Das landwirtschaftliche Grundstück von der BVVG – Grundstücksverkauf unter Wert als staatliche Beihilfe?

Der Bundesgerichtshof hat ein Vorabentscheidungsersuchen nach Art. 267 AEUV an den Gerichtshof der Europäischen Union zu der Rechtsfrage gerichtet, ob Art. 107 Abs. 1 AEUV einer nationalen Regelung wie § 9 Abs. 1 Nr. 3 GrdstVG entgegensteht, welche es zur Verbesserung der Agrarstruktur einer dem Staat zuzurechnenden Einrichtung wie der BVVG im Ergebnis verbietet, ein zum Verkauf stehendes landwirtschaftliches Grundstück an den Höchstbietenden einer öffentlichen Ausschreibung zu verkaufen, wenn das Höchstgebot in einem groben Missverhältnis zu dem Wert des Grundstücks steht.

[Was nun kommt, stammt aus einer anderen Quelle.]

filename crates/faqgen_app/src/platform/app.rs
use std::io::{self, BufRead, Write};
use std::path::Path;
use std::sync::mpsc;
use std::thread;
use std::time::Duration;

use anyhow::Context;
use faqgen_core::{update, AppState, GenerationSettings, Msg};
use faqgen_engine::{EngineHandle, IntakeSettings};
use faqgen_logging::{faq_debug, faq_info};

use super::effects::EffectRunner;
use super::ui::commands::{parse_command, resolve, Action, HELP};
use super::ui::render::render;
use crate::config::{AppConfig, CONFIG_FILENAME};

const TICK: Duration = Duration::from_millis(75);

/// Everything the main loop reacts to.
pub enum AppInput {
    Line(String),
    Msg(Msg),
    EndOfInput,
}

pub fn run_app() -> anyhow::Result<()> {
    let config = AppConfig::load(Path::new(CONFIG_FILENAME)).context("loading configuration")?;
    faqgen_logging::initialize(
        config.log_destination.into(),
        faqgen_logging::parse_level(&config.log_level),
    );
    faq_info!("Starting with {:?}", config);

    let engine = EngineHandle::new(IntakeSettings {
        max_bytes: config.max_upload_bytes,
    })
    .context("starting document engine")?;

    let (input_tx, input_rx) = mpsc::channel::<AppInput>();
    let runner = EffectRunner::new(engine, config.download_dir.clone(), input_tx.clone());
    spawn_stdin_reader(input_tx);

    let mut state = AppState::with_settings(GenerationSettings {
        count: config.default_count,
        ..GenerationSettings::default()
    });
    let mut stdout = io::stdout();
    writeln!(stdout, "{HELP}\n")?;
    write!(stdout, "{}", render(&state.view()))?;
    stdout.flush()?;

    let mut input_closed = false;
    loop {
        let (input, idle) = match input_rx.recv_timeout(TICK) {
            Ok(input) => (input, false),
            Err(mpsc::RecvTimeoutError::Timeout) => (AppInput::Msg(Msg::Tick), true),
            Err(mpsc::RecvTimeoutError::Disconnected) => break,
        };

        // Engine messages only update state; rendering waits for a tick or user input.
        let render_now = match input {
            AppInput::Msg(msg) => {
                let is_tick = matches!(msg, Msg::Tick);
                state = dispatch(state, msg, &runner);
                is_tick
            }
            AppInput::Line(line) => match resolve(parse_command(&line), state.document_text()) {
                Action::Dispatch(msgs) => {
                    for msg in msgs {
                        state = dispatch(state, msg, &runner);
                    }
                    true
                }
                Action::Show => {
                    write!(stdout, "{}", render(&state.view()))?;
                    false
                }
                Action::Help => {
                    writeln!(stdout, "{HELP}")?;
                    false
                }
                Action::Invalid(message) => {
                    writeln!(stdout, "{message}")?;
                    false
                }
                Action::Quit => break,
            },
            AppInput::EndOfInput => {
                input_closed = true;
                false
            }
        };

        if render_now && state.consume_dirty() {
            write!(stdout, "{}", render(&state.view()))?;
        }
        stdout.flush()?;

        // Piped input: let in-flight reads land before leaving.
        if input_closed && idle && state.view().pending_reads.is_empty() {
            break;
        }
    }

    faq_info!("Session ended");
    Ok(())
}

fn dispatch(state: AppState, msg: Msg, runner: &EffectRunner) -> AppState {
    faq_debug!("dispatch {:?}", msg);
    let (state, effects) = update(state, msg);
    runner.run(effects);
    state
}

fn spawn_stdin_reader(input_tx: mpsc::Sender<AppInput>) {
    thread::spawn(move || {
        let stdin = io::stdin();
        for line in stdin.lock().lines() {
            let Ok(line) = line else { break };
            if input_tx.send(AppInput::Line(line)).is_err() {
                return;
            }
        }
        let _ = input_tx.send(AppInput::EndOfInput);
    });
}
use std::fmt;
use std::path::PathBuf;

pub type ReadId = u64;

/// A file offered by a drop or a browse pick.
#[derive(Debug, Clone, PartialEq, Eq)]
pub struct PickedFile {
    pub name: String,
    pub path: PathBuf,
    /// Media type as declared by whoever offered the file, e.g. `text/plain`.
    pub declared_type: Option<String>,
}

impl PickedFile {
    pub fn new(path: impl Into<PathBuf>, declared_type: Option<String>) -> Self {
        let path = path.into();
        let name = path
            .file_name()
            .map(|n| n.to_string_lossy().into_owned())
            .unwrap_or_else(|| path.display().to_string());
        Self {
            name,
            path,
            declared_type,
        }
    }
}

#[derive(Debug, Clone, PartialEq, Eq)]
pub enum IntakeFailure {
    UnsupportedType { declared_type: Option<String> },
    TooLarge { max_bytes: u64, actual: Option<u64> },
    Empty,
    Read { message: String },
}

impl fmt::Display for IntakeFailure {
    fn fmt(&self, f: &mut fmt::Formatter<'_>) -> fmt::Result {
        match self {
            IntakeFailure::UnsupportedType {
                declared_type: Some(ty),
            } => write!(f, "unsupported file type {ty}; use a .txt or .pdf file"),
            IntakeFailure::UnsupportedType {
                declared_type: None,
            } => write!(f, "unknown file type; use a .txt or .pdf file"),
            IntakeFailure::TooLarge { max_bytes, actual } => match actual {
                Some(actual) => write!(f, "file too large ({actual} bytes, max {max_bytes})"),
                None => write!(f, "file too large (max {max_bytes} bytes)"),
            },
            IntakeFailure::Empty => write!(f, "file is empty"),
            IntakeFailure::Read { message } => write!(f, "could not read file: {message}"),
        }
    }
}
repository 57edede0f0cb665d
mod app;
mod effects;
mod ui;

pub use app::run_app;
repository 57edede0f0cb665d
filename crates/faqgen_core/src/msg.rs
use crate::{IntakeFailure, OutputType, PickedFile, ReadId};

#[derive(Debug, Clone, PartialEq, Eq)]
pub enum Msg {
    /// User edited the document text area; carries the full new value.
    TextEdited(String),
    /// A drag entered the drop target.
    DragEntered,
    /// A drag left the drop target without dropping.
    DragLeft,
    /// Files were dropped on the drop target.
    FilesDropped(Vec<PickedFile>),
    /// Files were chosen through the browse dialog.
    FilesPicked(Vec<PickedFile>),
    /// Raw text of the count input.
    CountChanged(String),
    /// User selected an output type.
    OutputTypeChanged(OutputType),
    /// User clicked Generate.
    GenerateClicked,
    /// User clicked Download.
    DownloadClicked,
    /// Engine progress for an in-flight read.
    ReadProgress { read_id: ReadId, bytes: u64 },
    /// Engine completion for a read.
    ReadCompleted {
        read_id: ReadId,
        result: Result<String, IntakeFailure>,
    },
    /// Outcome of a `SaveExport` effect: the saved location or an error message.
    ExportFinished { result: Result<String, String> },
    /// UI/render tick to coalesce rendering.
    Tick,
    /// Fallback for placeholder wiring.
    NoOp,
}
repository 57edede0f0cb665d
use std::sync::mpsc;

use bytes::BytesMut;
use faqgen_logging::{faq_debug, faq_info};
use futures_util::StreamExt;
use tokio_util::io::ReaderStream;

use crate::{decode_text, EngineEvent, IntakeError, MediaType, ReadId, SourceFile};

/// Text placed in the document buffer for PDFs, which are not parsed.
pub const PDF_PLACEHOLDER: &str =
    "PDF content would be extracted here. For this demo, please paste text or upload a .txt file.";

#[derive(Debug, Clone)]
pub struct IntakeSettings {
    pub max_bytes: u64,
}

impl Default for IntakeSettings {
    fn default() -> Self {
        Self {
            max_bytes: 5 * 1024 * 1024,
        }
    }
}

pub trait ProgressSink: Send + Sync {
    fn emit(&self, event: EngineEvent);
}

pub struct ChannelProgressSink {
    tx: mpsc::Sender<EngineEvent>,
}

impl ChannelProgressSink {
    pub fn new(tx: mpsc::Sender<EngineEvent>) -> Self {
        Self { tx }
    }
}

impl ProgressSink for ChannelProgressSink {
    fn emit(&self, event: EngineEvent) {
        let _ = self.tx.send(event);
    }
}

#[async_trait::async_trait]
pub trait DocumentReader: Send + Sync {
    async fn read(
        &self,
        read_id: ReadId,
        file: &SourceFile,
        sink: &dyn ProgressSink,
    ) -> Result<String, IntakeError>;
}

/// Reads documents from the local filesystem.
#[derive(Debug, Clone, Default)]
pub struct FsDocumentReader {
    settings: IntakeSettings,
}

impl FsDocumentReader {
    pub fn new(settings: IntakeSettings) -> Self {
        Self { settings }
    }

    async fn read_plain_text(
        &self,
        read_id: ReadId,
        file: &SourceFile,
        sink: &dyn ProgressSink,
    ) -> Result<String, IntakeError> {
        let max_bytes = self.settings.max_bytes;
        let handle = tokio::fs::File::open(&file.path).await?;

        if let Ok(meta) = handle.metadata().await {
            if meta.len() > max_bytes {
                return Err(IntakeError::TooLarge {
                    max_bytes,
                    actual: Some(meta.len()),
                });
            }
        }

        sink.emit(EngineEvent::ReadProgress { read_id, bytes: 0 });

        let mut buffer = BytesMut::new();
        let mut stream = ReaderStream::new(handle);
        while let Some(chunk) = stream.next().await {
            let chunk = chunk?;
            let next_len = buffer.len() as u64 + chunk.len() as u64;
            // The file may grow while being read.
            if next_len > max_bytes {
                return Err(IntakeError::TooLarge {
                    max_bytes,
                    actual: Some(next_len),
                });
            }
            buffer.extend_from_slice(&chunk);
            sink.emit(EngineEvent::ReadProgress {
                read_id,
                bytes: buffer.len() as u64,
            });
        }

        let bytes = buffer.freeze();
        if bytes.is_empty() {
            return Err(IntakeError::Empty);
        }

        let decoded = decode_text(&bytes, file.declared_type.as_deref())
            .map_err(|err| IntakeError::Decode(err.to_string()))?;
        faq_debug!(
            "read_id={} decoded {} bytes as {}",
            read_id,
            bytes.len(),
            decoded.encoding_label
        );
        Ok(decoded.text)
    }
}

#[async_trait::async_trait]
impl DocumentReader for FsDocumentReader {
    async fn read(
        &self,
        read_id: ReadId,
        file: &SourceFile,
        sink: &dyn ProgressSink,
    ) -> Result<String, IntakeError> {
        match MediaType::classify(file.declared_type.as_deref()) {
            MediaType::PlainText => self.read_plain_text(read_id, file, sink).await,
            MediaType::Pdf => {
                faq_info!("read_id={} pdf not extracted; using placeholder", read_id);
                Ok(PDF_PLACEHOLDER.to_string())
            }
            MediaType::Other(_) | MediaType::Unknown => Err(IntakeError::UnsupportedType {
                declared_type: file.declared_type.clone(),
            }),
        }
    }
}
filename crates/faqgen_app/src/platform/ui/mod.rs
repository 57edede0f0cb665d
pub mod commands;
pub mod render;
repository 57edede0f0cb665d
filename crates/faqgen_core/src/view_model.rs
use crate::{Notice, OutputType, Phase, ReadId};

#[derive(Debug, Clone, PartialEq, Eq, Default)]
pub struct AppViewModel {
    pub phase: Phase,
    pub document_text: String,
    pub count: i64,
    pub count_in_advisory_range: bool,
    pub output_type: OutputType,
    pub generate_enabled: bool,
    pub generate_label: String,
    pub items: Vec<QaCardView>,
    /// The document changed after the list was generated.
    pub output_stale: bool,
    pub download_available: bool,
    pub drag_over: bool,
    pub pending_reads: Vec<PendingReadView>,
    pub notice: Option<Notice>,
    pub dirty: bool,
}

#[derive(Debug, Clone, PartialEq, Eq)]
pub struct QaCardView {
    /// 1-based position in the list.
    pub number: usize,
    pub question: String,
    pub answer: String,
}

#[derive(Debug, Clone, PartialEq, Eq)]
pub struct PendingReadView {
    pub read_id: ReadId,
    pub name: String,
    pub bytes: u64,
}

Das landwirtschaftliche Grundstück von der BVVG – Grundstücksverkauf unter Wert als staatliche Beihilfe?

Nach der Rechtsprechung des Bundesgerichtshofs gilt die Befreiungsklausel des § 4 Nr. 1 GrdstVG nicht für die BVVG. Verkäufe von landwirtschaftlichen Grundstücken durch die BVVG bedürfen somit der Genehmigung nach dem Grundstücksverkehrsgesetz.

Ziel des Grundstücksverkehrsgesetzes ist es, zur Verbesserung der Agrarstruktur beizutragen. § 9 Abs. 1 GrdstVG enthält dazu drei Tatbestände, bei deren Vorliegen die Genehmigung des Erwerbs eines land- oder forstwirtschaftlichen Grundstücks versagt werden kann.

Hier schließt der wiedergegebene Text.